--- Problem details ---
In which lines of the data does the string "given" appear? Copy every one.
[Source records — start]
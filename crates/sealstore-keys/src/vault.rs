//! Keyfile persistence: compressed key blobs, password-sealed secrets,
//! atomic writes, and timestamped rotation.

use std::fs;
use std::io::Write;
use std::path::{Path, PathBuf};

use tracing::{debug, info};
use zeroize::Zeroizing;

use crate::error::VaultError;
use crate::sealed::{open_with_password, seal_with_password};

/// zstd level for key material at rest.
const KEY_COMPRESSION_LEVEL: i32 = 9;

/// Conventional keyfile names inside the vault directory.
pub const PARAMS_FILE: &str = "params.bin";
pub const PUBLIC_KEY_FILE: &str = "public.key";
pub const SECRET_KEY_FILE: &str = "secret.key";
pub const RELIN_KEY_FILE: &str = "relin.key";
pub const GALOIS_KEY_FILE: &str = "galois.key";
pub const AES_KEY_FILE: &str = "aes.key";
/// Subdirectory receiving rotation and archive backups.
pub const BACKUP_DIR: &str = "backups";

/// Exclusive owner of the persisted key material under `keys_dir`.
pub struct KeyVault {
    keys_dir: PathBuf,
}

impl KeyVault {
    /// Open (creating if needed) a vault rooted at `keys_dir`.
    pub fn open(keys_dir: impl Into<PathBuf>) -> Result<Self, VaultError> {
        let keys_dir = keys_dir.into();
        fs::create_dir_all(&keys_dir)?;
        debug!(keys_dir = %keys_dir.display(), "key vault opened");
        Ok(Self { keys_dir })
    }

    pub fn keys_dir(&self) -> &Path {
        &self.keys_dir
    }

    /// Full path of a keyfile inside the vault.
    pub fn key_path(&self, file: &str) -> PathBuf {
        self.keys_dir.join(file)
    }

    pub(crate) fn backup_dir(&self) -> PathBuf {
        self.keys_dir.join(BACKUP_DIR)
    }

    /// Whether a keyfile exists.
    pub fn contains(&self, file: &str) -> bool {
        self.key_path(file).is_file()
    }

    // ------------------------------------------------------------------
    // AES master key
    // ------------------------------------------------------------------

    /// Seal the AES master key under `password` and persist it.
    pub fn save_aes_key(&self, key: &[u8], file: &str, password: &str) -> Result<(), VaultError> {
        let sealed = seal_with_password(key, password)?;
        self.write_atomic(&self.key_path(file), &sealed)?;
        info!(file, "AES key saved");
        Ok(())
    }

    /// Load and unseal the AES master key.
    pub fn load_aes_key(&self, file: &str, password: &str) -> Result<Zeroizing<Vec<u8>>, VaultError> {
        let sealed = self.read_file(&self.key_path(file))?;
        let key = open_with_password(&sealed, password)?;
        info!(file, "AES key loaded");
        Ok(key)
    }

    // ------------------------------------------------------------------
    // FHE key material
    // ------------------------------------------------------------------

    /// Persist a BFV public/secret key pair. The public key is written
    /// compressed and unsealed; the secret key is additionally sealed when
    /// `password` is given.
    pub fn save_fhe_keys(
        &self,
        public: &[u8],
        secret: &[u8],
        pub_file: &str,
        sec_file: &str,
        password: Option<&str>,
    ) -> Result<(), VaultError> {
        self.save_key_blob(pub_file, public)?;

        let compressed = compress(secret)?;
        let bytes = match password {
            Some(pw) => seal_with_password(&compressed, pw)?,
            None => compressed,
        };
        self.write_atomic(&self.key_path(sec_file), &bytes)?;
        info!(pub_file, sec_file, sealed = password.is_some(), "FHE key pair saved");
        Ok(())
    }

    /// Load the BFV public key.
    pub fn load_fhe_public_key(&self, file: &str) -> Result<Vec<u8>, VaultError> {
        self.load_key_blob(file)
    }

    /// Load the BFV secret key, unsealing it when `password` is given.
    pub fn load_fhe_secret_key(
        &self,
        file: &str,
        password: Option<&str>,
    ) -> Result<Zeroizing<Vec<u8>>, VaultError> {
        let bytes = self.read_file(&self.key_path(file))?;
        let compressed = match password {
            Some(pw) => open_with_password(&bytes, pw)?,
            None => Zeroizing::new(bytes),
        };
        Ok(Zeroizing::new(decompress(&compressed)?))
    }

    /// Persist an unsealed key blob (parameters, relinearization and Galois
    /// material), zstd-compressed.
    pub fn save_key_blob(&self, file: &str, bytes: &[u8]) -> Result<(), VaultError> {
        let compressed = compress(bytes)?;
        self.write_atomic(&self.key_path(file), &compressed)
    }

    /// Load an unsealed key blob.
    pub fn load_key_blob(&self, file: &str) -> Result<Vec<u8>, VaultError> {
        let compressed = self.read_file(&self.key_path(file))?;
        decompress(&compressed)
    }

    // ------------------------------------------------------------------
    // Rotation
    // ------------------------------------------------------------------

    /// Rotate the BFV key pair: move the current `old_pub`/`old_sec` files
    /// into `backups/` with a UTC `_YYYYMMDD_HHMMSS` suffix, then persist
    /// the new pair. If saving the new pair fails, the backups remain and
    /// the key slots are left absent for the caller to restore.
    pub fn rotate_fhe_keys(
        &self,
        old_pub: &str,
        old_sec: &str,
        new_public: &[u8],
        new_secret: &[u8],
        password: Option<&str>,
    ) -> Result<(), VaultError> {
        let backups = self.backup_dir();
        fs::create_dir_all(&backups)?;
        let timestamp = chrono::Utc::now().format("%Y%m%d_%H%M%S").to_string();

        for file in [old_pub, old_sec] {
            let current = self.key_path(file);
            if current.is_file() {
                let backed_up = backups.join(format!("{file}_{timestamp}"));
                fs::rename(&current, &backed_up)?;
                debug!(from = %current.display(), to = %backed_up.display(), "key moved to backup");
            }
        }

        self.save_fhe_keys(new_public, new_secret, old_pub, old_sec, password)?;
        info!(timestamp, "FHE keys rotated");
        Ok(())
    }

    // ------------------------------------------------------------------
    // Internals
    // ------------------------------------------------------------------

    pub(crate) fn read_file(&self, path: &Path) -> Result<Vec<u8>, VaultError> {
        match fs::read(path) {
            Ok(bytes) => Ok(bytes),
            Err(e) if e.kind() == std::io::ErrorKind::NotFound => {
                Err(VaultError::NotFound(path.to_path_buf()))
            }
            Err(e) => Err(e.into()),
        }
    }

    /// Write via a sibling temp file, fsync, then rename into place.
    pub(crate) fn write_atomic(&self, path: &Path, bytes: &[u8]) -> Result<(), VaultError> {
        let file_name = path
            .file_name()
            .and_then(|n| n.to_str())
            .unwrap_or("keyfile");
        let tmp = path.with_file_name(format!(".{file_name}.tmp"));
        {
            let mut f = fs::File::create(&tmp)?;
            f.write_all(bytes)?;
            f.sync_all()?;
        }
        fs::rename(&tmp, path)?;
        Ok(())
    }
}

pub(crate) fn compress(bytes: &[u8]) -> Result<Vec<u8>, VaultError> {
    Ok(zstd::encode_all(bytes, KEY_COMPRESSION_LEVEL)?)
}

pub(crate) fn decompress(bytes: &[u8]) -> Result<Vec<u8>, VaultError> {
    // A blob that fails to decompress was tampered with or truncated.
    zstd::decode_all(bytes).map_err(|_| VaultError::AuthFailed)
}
[Source records — finish]
--- Your response ---
    /// `password` is given.
    /// Load the BFV secret key, unsealing it when `password` is given.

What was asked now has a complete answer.